** Opening Data shown block **

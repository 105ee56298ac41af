//! Screen-space effect chain description.
//!
//! The chain order is fixed when the scene is composed. The renderer walks
//! the enabled effects in order, each one reading the previous result.

use rand::{rngs::StdRng, Rng, SeedableRng};

use crate::config::{
    BloomOptions, ChromaticAberrationOptions, GlitchOptions, PostProcessingOptions,
    ScanlineOptions,
};

#[derive(Debug, Clone, Copy, PartialEq, Eq)]
pub enum EffectKind {
    Bloom,
    ChromaticAberration,
    Scanline,
    Glitch,
}

impl EffectKind {
    pub fn label(self) -> &'static str {
        match self {
            EffectKind::Bloom => "Bloom",
            EffectKind::ChromaticAberration => "Chromatic aberration",
            EffectKind::Scanline => "Scanline",
            EffectKind::Glitch => "Glitch",
        }
    }
}

#[derive(Debug, Clone, Copy, PartialEq)]
pub enum Effect {
    Bloom(BloomOptions),
    ChromaticAberration(ChromaticAberrationOptions),
    Scanline(ScanlineOptions),
    Glitch(GlitchOptions),
}

impl Effect {
    pub fn kind(&self) -> EffectKind {
        match self {
            Effect::Bloom(_) => EffectKind::Bloom,
            Effect::ChromaticAberration(_) => EffectKind::ChromaticAberration,
            Effect::Scanline(_) => EffectKind::Scanline,
            Effect::Glitch(_) => EffectKind::Glitch,
        }
    }

    pub fn enabled(&self) -> bool {
        match self {
            Effect::Bloom(options) => options.enabled,
            Effect::ChromaticAberration(options) => options.enabled,
            Effect::Scanline(options) => options.enabled,
            Effect::Glitch(options) => options.enabled,
        }
    }

    pub fn set_enabled(&mut self, enabled: bool) {
        match self {
            Effect::Bloom(options) => options.enabled = enabled,
            Effect::ChromaticAberration(options) => options.enabled = enabled,
            Effect::Scanline(options) => options.enabled = enabled,
            Effect::Glitch(options) => options.enabled = enabled,
        }
    }
}

/// Glitch state sampled for one frame.
#[derive(Debug, Clone, Copy, PartialEq)]
pub struct GlitchFrame {
    pub strength: f32,
    /// Changes once per glitch so the shader can vary the distortion pattern.
    pub seed: f32,
}

/// Schedules glitches at random intervals.
///
/// After each glitch ends, the next one starts `delay` seconds later and
/// lasts `duration` seconds, both drawn uniformly from their ranges.
#[derive(Debug, Clone)]
pub struct GlitchTimer {
    options: GlitchOptions,
    rng: StdRng,
    start: f32,
    end: f32,
    current: GlitchFrame,
}

fn sample_range(rng: &mut impl Rng, [min, max]: [f32; 2]) -> f32 {
    if max > min {
        rng.gen_range(min..=max)
    } else {
        min
    }
}

impl GlitchTimer {
    pub fn new(options: GlitchOptions, mut rng: StdRng) -> Self {
        let start = sample_range(&mut rng, options.delay);
        let end = start + sample_range(&mut rng, options.duration);
        let current = GlitchFrame {
            strength: sample_range(&mut rng, options.strength),
            seed: rng.gen(),
        };

        Self {
            options,
            rng,
            start,
            end,
            current,
        }
    }

    fn schedule_after(&mut self, previous_end: f32) {
        self.start = previous_end + sample_range(&mut self.rng, self.options.delay);
        self.end = self.start + sample_range(&mut self.rng, self.options.duration);
        self.current = GlitchFrame {
            strength: sample_range(&mut self.rng, self.options.strength),
            seed: self.rng.gen(),
        };
    }

    /// Returns the active glitch at `time`, if any. `time` must not go
    /// backwards between calls.
    pub fn sample(&mut self, time: f32) -> Option<GlitchFrame> {
        while time >= self.end {
            let previous_end = self.end;
            self.schedule_after(previous_end);

            // A window that does not move forward would never reach `time`.
            if self.end <= previous_end {
                break;
            }
        }

        (time >= self.start && time < self.end).then_some(self.current)
    }

    #[cfg(test)]
    pub fn next_window(&self) -> (f32, f32) {
        (self.start, self.end)
    }
}

pub struct PostProcessChain {
    effects: Vec<Effect>,
    glitch: GlitchTimer,
}

impl PostProcessChain {
    pub fn new(options: &PostProcessingOptions) -> Self {
        Self::with_rng(options, StdRng::from_entropy())
    }

    pub fn with_rng(options: &PostProcessingOptions, rng: StdRng) -> Self {
        let effects = vec![
            Effect::Bloom(options.bloom),
            Effect::ChromaticAberration(options.chromatic_aberration),
            Effect::Scanline(options.scanline),
            Effect::Glitch(options.glitch),
        ];

        Self {
            effects,
            glitch: GlitchTimer::new(options.glitch, rng),
        }
    }

    pub fn effects(&self) -> &[Effect] {
        &self.effects
    }

    pub fn effects_mut(&mut self) -> &mut [Effect] {
        &mut self.effects
    }

    pub fn enabled_effects(&self) -> impl Iterator<Item = &Effect> {
        self.effects.iter().filter(|effect| effect.enabled())
    }

    pub fn glitch_enabled(&self) -> bool {
        self.effects
            .iter()
            .any(|effect| effect.kind() == EffectKind::Glitch && effect.enabled())
    }

    /// Advances the glitch schedule. The schedule keeps running while the
    /// effect is disabled so re-enabling it does not trigger a backlog.
    pub fn sample_glitch(&mut self, time: f32) -> Option<GlitchFrame> {
        self.glitch.sample(time)
    }
}

#[cfg(test)]
mod tests {
    use super::*;

    fn timer(seed: u64) -> GlitchTimer {
        GlitchTimer::new(GlitchOptions::default(), StdRng::seed_from_u64(seed))
    }

    #[test]
    fn chain_order_is_fixed() {
        let chain = PostProcessChain::with_rng(
            &PostProcessingOptions::default(),
            StdRng::seed_from_u64(0),
        );
        let kinds: Vec<_> = chain.effects().iter().map(Effect::kind).collect();
        assert_eq!(
            kinds,
            [
                EffectKind::Bloom,
                EffectKind::ChromaticAberration,
                EffectKind::Scanline,
                EffectKind::Glitch
            ]
        );
    }

    #[test]
    fn disabled_effects_are_skipped_but_keep_their_slot() {
        let mut chain = PostProcessChain::with_rng(
            &PostProcessingOptions::default(),
            StdRng::seed_from_u64(0),
        );
        chain.effects_mut()[1].set_enabled(false);

        let kinds: Vec<_> = chain.enabled_effects().map(Effect::kind).collect();
        assert_eq!(
            kinds,
            [EffectKind::Bloom, EffectKind::Scanline, EffectKind::Glitch]
        );
        assert_eq!(chain.effects().len(), 4);
    }

    #[test]
    fn first_glitch_waits_for_the_delay() {
        for seed in 0..20 {
            let mut timer = timer(seed);
            let (start, end) = timer.next_window();
            assert!((1.5..=3.5).contains(&start));
            assert!((0.2..=0.4 + 1e-6).contains(&(end - start)));
            assert_eq!(timer.sample(0.0), None);
            assert_eq!(timer.sample(1.49), None);
        }
    }

    #[test]
    fn glitch_windows_respect_ranges() {
        let mut timer = timer(42);
        let mut previous_end = 0.0;
        let mut windows = 0;
        let mut time = 0.0;
        let mut was_active = false;
        let mut window_start = 0.0;

        while time < 120.0 {
            let active = timer.sample(time);
            if let Some(frame) = active {
                assert!((0.2..=0.4).contains(&frame.strength));
            }
            match (was_active, active.is_some()) {
                (false, true) => {
                    window_start = time;
                    assert!(window_start - previous_end >= 1.5 - 0.02);
                    assert!(window_start - previous_end <= 3.5 + 0.02);
                }
                (true, false) => {
                    let length = time - window_start;
                    assert!((0.2 - 0.02..=0.4 + 0.02).contains(&length));
                    previous_end = time;
                    windows += 1;
                }
                _ => {}
            }
            was_active = active.is_some();
            time += 0.01;
        }

        assert!(windows >= 25);
    }

    #[test]
    fn large_time_jumps_skip_missed_glitches() {
        let mut timer = timer(5);
        timer.sample(10_000.0);
        let (start, _) = timer.next_window();
        assert!(start > 10_000.0 - 4.0);
    }

    #[test]
    fn degenerate_ranges_use_the_minimum() {
        let options = GlitchOptions {
            delay: [2.0, 2.0],
            duration: [0.5, 0.5],
            strength: [0.3, 0.3],
            ..Default::default()
        };
        let mut timer = GlitchTimer::new(options, StdRng::seed_from_u64(1));
        assert_eq!(timer.next_window(), (2.0, 2.5));
        assert_eq!(timer.sample(2.1).map(|f| f.strength), Some(0.3));
        assert_eq!(timer.sample(2.6), None);
        assert_eq!(timer.next_window(), (4.5, 5.0));
    }

    #[test]
    fn zero_length_cycle_returns_without_glitching() {
        let options = GlitchOptions {
            delay: [0.0, 0.0],
            duration: [0.0, 0.0],
            ..Default::default()
        };
        let mut timer = GlitchTimer::new(options, StdRng::seed_from_u64(2));
        assert_eq!(timer.sample(0.016), None);
        assert_eq!(timer.sample(1.0), None);
    }

    #[test]
    fn backwards_cycle_returns_without_glitching() {
        let options = GlitchOptions {
            delay: [-1.0, -1.0],
            duration: [0.5, 0.5],
            ..Default::default()
        };
        let mut timer = GlitchTimer::new(options, StdRng::seed_from_u64(3));
        assert_eq!(timer.sample(0.5), None);
    }
}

** Closing Data shown block **

Aim of the exercise —
Across all the records above, how many lines hold the word "contains"? Answer with only that number.

Exercise output —
4